**TASK REQUIREMENTS:** For this exercise, return exactly the lines of the material below that begin at the one with "pub fn count_products(&self)" and stop after the one with "pub fn save_settings(&self, settings: &CompanySettings)".

**EXERCISE INPUT:**
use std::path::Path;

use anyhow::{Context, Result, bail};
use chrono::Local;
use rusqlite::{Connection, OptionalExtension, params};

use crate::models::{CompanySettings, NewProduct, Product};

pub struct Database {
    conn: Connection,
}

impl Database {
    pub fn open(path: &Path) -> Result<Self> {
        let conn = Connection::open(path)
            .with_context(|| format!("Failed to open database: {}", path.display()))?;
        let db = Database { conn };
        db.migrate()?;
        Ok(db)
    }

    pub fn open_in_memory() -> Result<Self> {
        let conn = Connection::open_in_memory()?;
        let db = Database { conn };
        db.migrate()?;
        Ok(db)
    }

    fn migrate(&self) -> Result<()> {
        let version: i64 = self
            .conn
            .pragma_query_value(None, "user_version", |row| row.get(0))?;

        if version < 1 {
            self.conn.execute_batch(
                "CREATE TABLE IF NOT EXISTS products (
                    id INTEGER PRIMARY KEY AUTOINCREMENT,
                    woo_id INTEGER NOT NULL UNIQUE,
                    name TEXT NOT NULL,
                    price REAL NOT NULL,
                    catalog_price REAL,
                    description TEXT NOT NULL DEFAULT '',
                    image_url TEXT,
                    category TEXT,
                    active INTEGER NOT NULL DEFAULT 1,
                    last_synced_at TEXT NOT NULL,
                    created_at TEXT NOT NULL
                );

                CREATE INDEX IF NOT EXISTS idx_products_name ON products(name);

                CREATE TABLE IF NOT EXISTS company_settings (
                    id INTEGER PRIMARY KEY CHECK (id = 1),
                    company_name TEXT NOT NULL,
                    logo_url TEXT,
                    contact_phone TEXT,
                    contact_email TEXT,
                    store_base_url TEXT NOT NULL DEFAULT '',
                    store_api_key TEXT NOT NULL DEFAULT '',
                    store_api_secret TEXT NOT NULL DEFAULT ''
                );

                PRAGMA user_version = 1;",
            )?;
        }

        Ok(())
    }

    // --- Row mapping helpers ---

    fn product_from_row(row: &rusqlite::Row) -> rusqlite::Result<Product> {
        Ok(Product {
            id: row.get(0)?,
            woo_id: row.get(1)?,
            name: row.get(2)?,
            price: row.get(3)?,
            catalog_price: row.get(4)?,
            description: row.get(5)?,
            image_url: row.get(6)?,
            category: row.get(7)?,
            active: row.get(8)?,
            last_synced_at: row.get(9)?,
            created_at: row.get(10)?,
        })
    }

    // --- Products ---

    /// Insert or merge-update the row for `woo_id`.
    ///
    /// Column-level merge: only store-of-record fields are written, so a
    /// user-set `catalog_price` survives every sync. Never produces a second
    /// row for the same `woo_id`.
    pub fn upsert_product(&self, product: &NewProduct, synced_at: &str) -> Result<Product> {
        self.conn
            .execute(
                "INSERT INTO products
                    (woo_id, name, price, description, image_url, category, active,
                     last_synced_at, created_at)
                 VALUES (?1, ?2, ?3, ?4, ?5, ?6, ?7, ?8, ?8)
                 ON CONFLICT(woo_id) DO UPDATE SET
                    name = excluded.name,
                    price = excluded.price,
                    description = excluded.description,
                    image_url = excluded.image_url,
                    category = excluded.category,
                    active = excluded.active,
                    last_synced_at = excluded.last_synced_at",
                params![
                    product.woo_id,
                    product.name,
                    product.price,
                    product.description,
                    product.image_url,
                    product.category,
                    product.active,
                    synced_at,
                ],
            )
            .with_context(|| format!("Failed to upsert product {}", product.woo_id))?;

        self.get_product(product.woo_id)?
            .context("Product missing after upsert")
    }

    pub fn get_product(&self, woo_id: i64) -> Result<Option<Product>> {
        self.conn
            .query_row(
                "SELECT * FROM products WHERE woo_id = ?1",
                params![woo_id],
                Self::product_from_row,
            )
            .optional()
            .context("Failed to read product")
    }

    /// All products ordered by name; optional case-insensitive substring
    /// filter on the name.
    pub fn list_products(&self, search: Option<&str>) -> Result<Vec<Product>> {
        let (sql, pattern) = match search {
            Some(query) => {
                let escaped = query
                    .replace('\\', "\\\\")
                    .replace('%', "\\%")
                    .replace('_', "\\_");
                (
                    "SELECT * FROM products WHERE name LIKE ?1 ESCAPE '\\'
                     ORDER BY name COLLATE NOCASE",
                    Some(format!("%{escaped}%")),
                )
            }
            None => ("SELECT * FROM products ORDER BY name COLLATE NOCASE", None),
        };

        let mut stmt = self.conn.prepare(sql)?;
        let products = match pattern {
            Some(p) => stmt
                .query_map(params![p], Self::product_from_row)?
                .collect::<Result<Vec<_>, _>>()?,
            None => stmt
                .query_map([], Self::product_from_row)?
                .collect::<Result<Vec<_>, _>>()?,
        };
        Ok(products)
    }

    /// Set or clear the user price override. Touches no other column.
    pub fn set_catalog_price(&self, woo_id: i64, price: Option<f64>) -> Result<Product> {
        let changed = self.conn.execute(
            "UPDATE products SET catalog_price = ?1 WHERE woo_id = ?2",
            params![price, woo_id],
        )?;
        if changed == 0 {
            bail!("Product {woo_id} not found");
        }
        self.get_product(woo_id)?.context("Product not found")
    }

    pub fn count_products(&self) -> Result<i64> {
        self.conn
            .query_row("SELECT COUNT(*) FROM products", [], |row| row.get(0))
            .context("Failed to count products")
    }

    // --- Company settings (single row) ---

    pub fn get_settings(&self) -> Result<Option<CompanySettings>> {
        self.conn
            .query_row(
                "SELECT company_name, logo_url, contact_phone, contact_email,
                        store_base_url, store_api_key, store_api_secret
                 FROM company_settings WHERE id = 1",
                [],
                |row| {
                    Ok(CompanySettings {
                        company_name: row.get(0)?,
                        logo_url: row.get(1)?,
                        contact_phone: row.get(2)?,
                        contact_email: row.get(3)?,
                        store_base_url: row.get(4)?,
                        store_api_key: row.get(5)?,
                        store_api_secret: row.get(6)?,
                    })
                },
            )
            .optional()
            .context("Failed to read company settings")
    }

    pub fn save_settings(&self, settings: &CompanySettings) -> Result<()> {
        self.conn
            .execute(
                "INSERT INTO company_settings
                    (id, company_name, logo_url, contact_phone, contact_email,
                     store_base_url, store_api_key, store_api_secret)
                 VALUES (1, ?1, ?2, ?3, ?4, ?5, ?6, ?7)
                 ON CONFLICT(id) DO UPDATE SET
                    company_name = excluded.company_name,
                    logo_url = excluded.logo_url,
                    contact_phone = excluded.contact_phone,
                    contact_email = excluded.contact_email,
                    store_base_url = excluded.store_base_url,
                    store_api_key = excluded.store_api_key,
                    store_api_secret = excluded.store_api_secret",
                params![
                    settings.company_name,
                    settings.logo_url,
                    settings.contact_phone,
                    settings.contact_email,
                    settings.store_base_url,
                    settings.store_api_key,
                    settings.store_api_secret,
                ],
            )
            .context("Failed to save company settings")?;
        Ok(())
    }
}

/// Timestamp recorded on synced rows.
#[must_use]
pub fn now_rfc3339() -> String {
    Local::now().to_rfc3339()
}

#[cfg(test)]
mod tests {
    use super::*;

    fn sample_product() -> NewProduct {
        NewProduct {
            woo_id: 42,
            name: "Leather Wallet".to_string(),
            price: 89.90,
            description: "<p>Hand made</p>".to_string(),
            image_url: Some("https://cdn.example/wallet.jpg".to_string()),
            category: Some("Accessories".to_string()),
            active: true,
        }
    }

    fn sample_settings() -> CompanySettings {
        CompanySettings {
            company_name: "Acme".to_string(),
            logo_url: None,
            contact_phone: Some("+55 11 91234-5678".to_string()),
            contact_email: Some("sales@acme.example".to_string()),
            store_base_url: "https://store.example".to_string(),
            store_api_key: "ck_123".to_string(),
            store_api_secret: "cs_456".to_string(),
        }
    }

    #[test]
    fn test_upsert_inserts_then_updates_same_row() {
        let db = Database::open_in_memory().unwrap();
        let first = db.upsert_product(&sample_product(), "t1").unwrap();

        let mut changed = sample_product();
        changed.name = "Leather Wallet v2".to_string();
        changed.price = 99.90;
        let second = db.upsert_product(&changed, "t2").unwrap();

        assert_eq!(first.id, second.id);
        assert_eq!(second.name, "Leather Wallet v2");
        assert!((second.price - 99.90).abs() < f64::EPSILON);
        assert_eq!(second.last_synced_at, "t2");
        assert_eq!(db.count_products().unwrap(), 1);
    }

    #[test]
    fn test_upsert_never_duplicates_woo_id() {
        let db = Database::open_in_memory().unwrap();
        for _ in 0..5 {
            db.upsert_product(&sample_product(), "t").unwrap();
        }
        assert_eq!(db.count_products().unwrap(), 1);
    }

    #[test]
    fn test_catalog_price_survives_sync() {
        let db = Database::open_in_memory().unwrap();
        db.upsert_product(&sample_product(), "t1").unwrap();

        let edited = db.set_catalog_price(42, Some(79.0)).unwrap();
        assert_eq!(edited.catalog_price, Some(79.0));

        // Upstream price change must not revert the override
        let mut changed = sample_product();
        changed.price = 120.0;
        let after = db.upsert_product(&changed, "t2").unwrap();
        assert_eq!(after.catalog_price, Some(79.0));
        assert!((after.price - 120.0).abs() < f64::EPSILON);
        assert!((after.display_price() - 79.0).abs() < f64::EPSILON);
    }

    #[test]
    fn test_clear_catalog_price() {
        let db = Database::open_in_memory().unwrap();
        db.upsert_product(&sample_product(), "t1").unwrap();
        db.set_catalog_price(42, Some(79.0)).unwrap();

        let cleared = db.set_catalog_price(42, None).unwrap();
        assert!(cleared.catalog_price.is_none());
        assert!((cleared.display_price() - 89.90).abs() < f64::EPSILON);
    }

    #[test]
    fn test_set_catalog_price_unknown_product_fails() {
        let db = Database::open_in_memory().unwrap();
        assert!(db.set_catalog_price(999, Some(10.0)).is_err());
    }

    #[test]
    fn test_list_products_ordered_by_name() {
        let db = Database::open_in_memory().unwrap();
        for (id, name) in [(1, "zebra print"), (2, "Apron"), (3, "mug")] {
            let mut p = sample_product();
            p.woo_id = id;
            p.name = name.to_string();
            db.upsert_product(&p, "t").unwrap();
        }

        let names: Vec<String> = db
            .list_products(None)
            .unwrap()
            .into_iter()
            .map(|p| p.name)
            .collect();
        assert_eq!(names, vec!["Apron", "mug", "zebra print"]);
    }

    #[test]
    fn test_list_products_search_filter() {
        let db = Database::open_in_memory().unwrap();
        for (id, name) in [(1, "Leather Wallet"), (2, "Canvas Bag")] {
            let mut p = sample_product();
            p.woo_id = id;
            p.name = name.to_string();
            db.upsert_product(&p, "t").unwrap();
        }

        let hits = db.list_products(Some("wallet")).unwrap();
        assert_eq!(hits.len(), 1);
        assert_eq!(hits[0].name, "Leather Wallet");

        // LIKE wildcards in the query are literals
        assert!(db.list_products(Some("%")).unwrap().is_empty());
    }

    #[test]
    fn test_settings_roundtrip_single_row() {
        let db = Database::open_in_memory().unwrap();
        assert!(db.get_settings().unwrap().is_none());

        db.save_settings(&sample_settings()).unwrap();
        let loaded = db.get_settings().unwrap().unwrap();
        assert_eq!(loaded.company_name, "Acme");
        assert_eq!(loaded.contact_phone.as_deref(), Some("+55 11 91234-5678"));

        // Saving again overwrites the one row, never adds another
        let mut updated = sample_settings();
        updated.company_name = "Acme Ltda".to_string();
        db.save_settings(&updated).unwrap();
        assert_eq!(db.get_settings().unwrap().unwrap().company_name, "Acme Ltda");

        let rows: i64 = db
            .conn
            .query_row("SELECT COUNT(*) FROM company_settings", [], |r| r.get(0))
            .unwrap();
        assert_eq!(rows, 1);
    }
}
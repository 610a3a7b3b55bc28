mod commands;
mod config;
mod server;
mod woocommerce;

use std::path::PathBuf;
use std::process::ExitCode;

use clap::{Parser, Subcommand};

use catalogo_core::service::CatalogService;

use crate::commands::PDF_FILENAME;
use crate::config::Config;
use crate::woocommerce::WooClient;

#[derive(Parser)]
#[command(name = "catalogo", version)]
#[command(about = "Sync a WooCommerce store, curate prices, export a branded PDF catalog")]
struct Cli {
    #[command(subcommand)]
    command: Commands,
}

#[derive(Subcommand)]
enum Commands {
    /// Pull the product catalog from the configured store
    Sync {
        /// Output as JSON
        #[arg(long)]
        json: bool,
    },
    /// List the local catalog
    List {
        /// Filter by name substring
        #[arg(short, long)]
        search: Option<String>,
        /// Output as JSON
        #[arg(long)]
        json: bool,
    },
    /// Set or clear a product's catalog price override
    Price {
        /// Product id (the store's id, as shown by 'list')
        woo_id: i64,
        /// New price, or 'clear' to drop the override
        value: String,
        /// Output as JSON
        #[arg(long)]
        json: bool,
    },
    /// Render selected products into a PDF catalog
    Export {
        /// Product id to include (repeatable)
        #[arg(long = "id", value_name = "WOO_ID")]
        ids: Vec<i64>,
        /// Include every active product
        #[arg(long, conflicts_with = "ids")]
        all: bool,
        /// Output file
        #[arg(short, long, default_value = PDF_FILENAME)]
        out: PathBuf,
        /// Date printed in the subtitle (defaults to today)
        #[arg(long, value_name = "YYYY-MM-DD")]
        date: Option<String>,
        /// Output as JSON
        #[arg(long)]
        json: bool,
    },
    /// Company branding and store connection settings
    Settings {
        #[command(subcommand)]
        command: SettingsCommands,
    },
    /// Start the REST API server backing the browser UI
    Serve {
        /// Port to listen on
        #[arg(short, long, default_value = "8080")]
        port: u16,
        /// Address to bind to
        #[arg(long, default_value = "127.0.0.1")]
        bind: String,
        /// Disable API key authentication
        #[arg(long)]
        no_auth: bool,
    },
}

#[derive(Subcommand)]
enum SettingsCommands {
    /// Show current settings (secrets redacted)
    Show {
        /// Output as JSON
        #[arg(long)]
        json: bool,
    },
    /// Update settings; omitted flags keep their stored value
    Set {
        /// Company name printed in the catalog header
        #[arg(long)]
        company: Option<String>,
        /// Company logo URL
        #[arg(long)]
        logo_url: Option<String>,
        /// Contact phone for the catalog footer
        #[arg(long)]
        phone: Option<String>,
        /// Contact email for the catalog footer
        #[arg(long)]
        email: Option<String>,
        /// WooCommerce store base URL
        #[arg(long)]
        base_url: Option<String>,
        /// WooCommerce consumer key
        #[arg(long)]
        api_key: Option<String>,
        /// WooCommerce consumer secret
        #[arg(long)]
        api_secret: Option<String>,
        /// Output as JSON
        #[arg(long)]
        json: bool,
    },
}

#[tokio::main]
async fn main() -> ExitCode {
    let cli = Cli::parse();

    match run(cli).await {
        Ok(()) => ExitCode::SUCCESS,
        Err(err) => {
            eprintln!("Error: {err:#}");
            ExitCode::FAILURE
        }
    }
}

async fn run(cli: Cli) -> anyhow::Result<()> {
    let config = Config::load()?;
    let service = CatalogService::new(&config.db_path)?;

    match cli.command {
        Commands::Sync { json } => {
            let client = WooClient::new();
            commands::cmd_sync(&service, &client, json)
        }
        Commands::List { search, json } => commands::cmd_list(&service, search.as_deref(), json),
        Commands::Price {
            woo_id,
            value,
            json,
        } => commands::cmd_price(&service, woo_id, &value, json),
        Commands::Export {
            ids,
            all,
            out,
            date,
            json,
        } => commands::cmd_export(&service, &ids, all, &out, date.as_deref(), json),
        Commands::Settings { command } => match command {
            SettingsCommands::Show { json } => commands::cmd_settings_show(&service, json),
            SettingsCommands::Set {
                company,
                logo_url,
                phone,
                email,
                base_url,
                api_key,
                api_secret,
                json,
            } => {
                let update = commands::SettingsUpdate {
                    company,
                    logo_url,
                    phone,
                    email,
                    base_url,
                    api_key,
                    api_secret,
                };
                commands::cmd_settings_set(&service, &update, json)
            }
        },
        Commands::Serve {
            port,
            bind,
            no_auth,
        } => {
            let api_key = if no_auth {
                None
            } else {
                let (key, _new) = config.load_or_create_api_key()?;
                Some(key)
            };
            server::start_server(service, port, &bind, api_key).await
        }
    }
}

**ANSWER:**
    pub fn count_products(&self) -> Result<i64> {
        self.conn
            .query_row("SELECT COUNT(*) FROM products", [], |row| row.get(0))
            .context("Failed to count products")
    }

    // --- Company settings (single row) ---

    pub fn get_settings(&self) -> Result<Option<CompanySettings>> {
        self.conn
            .query_row(
                "SELECT company_name, logo_url, contact_phone, contact_email,
                        store_base_url, store_api_key, store_api_secret
                 FROM company_settings WHERE id = 1",
                [],
                |row| {
                    Ok(CompanySettings {
                        company_name: row.get(0)?,
                        logo_url: row.get(1)?,
                        contact_phone: row.get(2)?,
                        contact_email: row.get(3)?,
                        store_base_url: row.get(4)?,
                        store_api_key: row.get(5)?,
                        store_api_secret: row.get(6)?,
                    })
                },
            )
            .optional()
            .context("Failed to read company settings")
    }

    pub fn save_settings(&self, settings: &CompanySettings) -> Result<()> {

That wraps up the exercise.